# YOUR INSTRUCTIONS
Scan the material for the word "data" and return every matching line.
━━━━━━━━━━━━━━━━━━━━━━━━━━━━━━
//! Training infrastructure
//!
//! # Main Components
//!
//! - **Trainer**: generic epoch/batch loop with callback dispatch
//! - **Iteration strategies**: per-batch work, e.g. supervised learning
//! - **Groups**: single or keyed models, optimizers, schedulers and losses
//! - **Optimizers**: SGD and AdamW with learning rate scheduling
//! - **Callbacks**: lifecycle hooks, logging and metric history
//!
//! # Quick Start
//!
//! ```rust,ignore
//! use trainkit::training::{MseLoss, Sgd, TrainerBuilder};
//!
//! let mut trainer = TrainerBuilder::new(model, Sgd::new(0.01), MseLoss)
//!     .callback(LoggingCallback::new())
//!     .build_supervised()?;
//!
//! trainer.run(10, &train_batches, &test_batches)?;
//! ```

pub mod callbacks;
pub mod data;
pub mod group;
pub mod interrupt;
pub mod loss;
pub mod model;
pub mod optimizers;
pub mod progress;
pub mod trainer;
pub mod trainers;

#[cfg(test)]
mod tests;

/// Phase name of training epochs
pub const TRAIN: &str = "train";

/// Default phase name of evaluation epochs
pub const TEST: &str = "test";

// Re-exports
pub use callbacks::{
    Callback, CallbackList, EpochEnd, EpochStart, Extras, HistoryHandle, Hook, IterationEnd,
    IterationStart, LoggingCallback, Metric, MetricHistory, RunEnd,
};
pub use data::{paired_batches, Batch, DataSource};
pub use group::Group;
pub use interrupt::InterruptHandle;
pub use loss::{CrossEntropyLoss, LossFn, LossGroup, MseLoss};
pub use model::{identity, FnModel, Model, ModelGroup, ModuleModel};
pub use optimizers::{
    AdamW, Optimizer, OptimizerConfig, OptimizerFactory, OptimizerGroup, Scheduler,
    SchedulerConfig, SchedulerFactory, Sgd,
};
pub use trainer::{Iteration, IterationOutput, Mode, Trainer, TrainerBuilder, TrainerCore};
pub use trainers::{SupervisedIteration, SupervisedTrainer};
━━━━━━━━━━━━━━━━━━━━━━━━━━━━━━
# RESULT
pub mod data;
pub use data::{paired_batches, Batch, DataSource};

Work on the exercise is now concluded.